To help me get the authentic experience, we started on an incline with the motor off, picking up speed and letting gravity do its work. That is until, halfway down the hill, the Lada’s 1.2-liter engine sprang to life.

“It was not uncommon in Russia to operate with a very weak battery,” Bykhovsky said, “because you couldn’t buy another.”

Outside of town, I got the Lada into fourth gear and hit 70 kilometers an hour (about 45 mph). The windows were down, and I didn’t really mind the hot air continuously blowing out of the vents.

The road was smooth and straight, but Ladas were made for rougher stuff.

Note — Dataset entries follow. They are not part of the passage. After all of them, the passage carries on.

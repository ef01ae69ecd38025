//! End-to-end read-path scenarios against the assembled [`Bridge`], covering freshness
//! classification, cache fallback on error, and single-flight dedup of concurrent EXPIRED reads.

use std::{sync::Arc, time::Duration};

use opcua_bridge_cache::{
	bridge::Bridge,
	cache::{CacheUpdate, Status},
	config::Config,
	node_id::NodeId,
	test_support::MockOpcAdapter,
};

fn node(id: &str) -> NodeId {
	NodeId::parse(id).unwrap()
}

#[tokio::test]
async fn fresh_entry_is_served_without_touching_the_adapter() {
	let adapter = Arc::new(MockOpcAdapter::new());
	let config = Config::builder().build().unwrap();
	let bridge = Arc::new(Bridge::builder(adapter.clone(), config).build());

	bridge.cache().update(
		CacheUpdate { node_id: node("ns=2;s=A"), value: "1".into(), status: Status::Good, reason: "Good".into(), source_timestamp_ms: 0 },
		tokio::time::Instant::now(),
	).await.unwrap();

	let result = bridge.read(&node("ns=2;s=A")).await;

	assert!(result.is_success());
	assert_eq!(adapter.read_call_count().await, 0);
}

#[tokio::test]
async fn stale_entry_is_served_from_cache_and_schedules_exactly_one_background_refresh() {
	let adapter = Arc::new(MockOpcAdapter::new());

	adapter.set_value(node("ns=2;s=A"), "2").await;

	let config = Config::builder().cache_refresh_threshold(Duration::from_millis(0)).cache_expire(Duration::from_secs(60)).build().unwrap();
	let bridge = Arc::new(Bridge::builder(adapter.clone(), config).build());

	bridge.cache().update(
		CacheUpdate { node_id: node("ns=2;s=A"), value: "1".into(), status: Status::Good, reason: "Good".into(), source_timestamp_ms: 0 },
		tokio::time::Instant::now(),
	).await.unwrap();

	bridge.start().await;

	let result = bridge.read(&node("ns=2;s=A")).await;

	assert!(result.is_success());

	for _ in 0..50 {
		if adapter.read_call_count().await == 1 {
			break;
		}
		tokio::time::sleep(Duration::from_millis(10)).await;
	}

	assert_eq!(adapter.read_call_count().await, 1);

	bridge.stop().await;
}

#[tokio::test]
async fn expired_misses_are_read_through_the_batch_path() {
	let adapter = Arc::new(MockOpcAdapter::new());

	adapter.set_value(node("ns=2;s=A"), "a").await;
	adapter.set_value(node("ns=2;s=B"), "b").await;

	let config = Config::builder().build().unwrap();
	let bridge = Arc::new(Bridge::builder(adapter.clone(), config).build());

	let ids = vec![node("ns=2;s=A"), node("ns=2;s=B")];
	let results = bridge.read_many(&ids).await;

	assert_eq!(results.len(), 2);
	assert!(results.iter().all(|result| result.is_success()));
	assert_eq!(bridge.cache_stats().await.entries, 2);
}

#[tokio::test]
async fn connection_failure_falls_back_to_cached_data_with_the_documented_reason() {
	let adapter = Arc::new(MockOpcAdapter::new());
	let config =
		Config::builder().cache_refresh_threshold(Duration::from_millis(0)).cache_expire(Duration::from_millis(0)).build().unwrap();
	let bridge = Arc::new(Bridge::builder(adapter.clone(), config).build());

	bridge
		.cache()
		.update(
			CacheUpdate { node_id: node("ns=2;s=A"), value: "7".into(), status: Status::Good, reason: "Good".into(), source_timestamp_ms: 0 },
			tokio::time::Instant::now(),
		)
		.await
		.unwrap();

	// Let the entry age past the (zeroed) expire threshold, then take the adapter offline.
	tokio::time::sleep(Duration::from_millis(10)).await;
	adapter.set_connected(false);

	let result = bridge.read(&node("ns=2;s=A")).await;

	assert!(result.is_success());

	let json = serde_json::to_value(&result).unwrap();
	let reason = json["reason"].as_str().unwrap();

	assert!(reason.starts_with("Connection Error - Using Cached Data (age:"), "unexpected reason: {reason}");
	assert!(reason.ends_with("s)"), "unexpected reason: {reason}");
}

#[tokio::test]
async fn concurrent_expired_reads_of_the_same_node_are_deduplicated_into_one_upstream_call() {
	let adapter = Arc::new(MockOpcAdapter::new());

	adapter.set_value(node("ns=2;s=A"), "5").await;

	let config = Config::builder().build().unwrap();
	let bridge = Arc::new(Bridge::builder(adapter.clone(), config).build());

	let mut handles = Vec::new();

	for _ in 0..5 {
		let bridge = Arc::clone(&bridge);

		handles.push(tokio::spawn(async move { bridge.read(&node("ns=2;s=A")).await }));
	}

	for handle in handles {
		assert!(handle.await.unwrap().is_success());
	}

	assert_eq!(adapter.read_call_count().await, 1);
}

Soviet roads were notorious, and most rural roads were unpaved through the early ’90s.

In the late fall of 1935, traveling by Ford across the United States, the famous Soviet writers Ilya Ilf and Evgeny Petrov had been astounded by our magnificent roadways.

“The roads,” they reported, “are one of the most remarkable phenomena of American life.”

Outside of Spencer, I forgot that I was driving an old, foreign car.

Downshifting to second, pedal floored, we conquered a small hill; triumphantly, we rolled down the other side. There, at a stop sign, garage in sight, the engine abruptly died. I reached — a bit frantically, perhaps — for the keys to the right of the wheel. Nothing. Just hot air.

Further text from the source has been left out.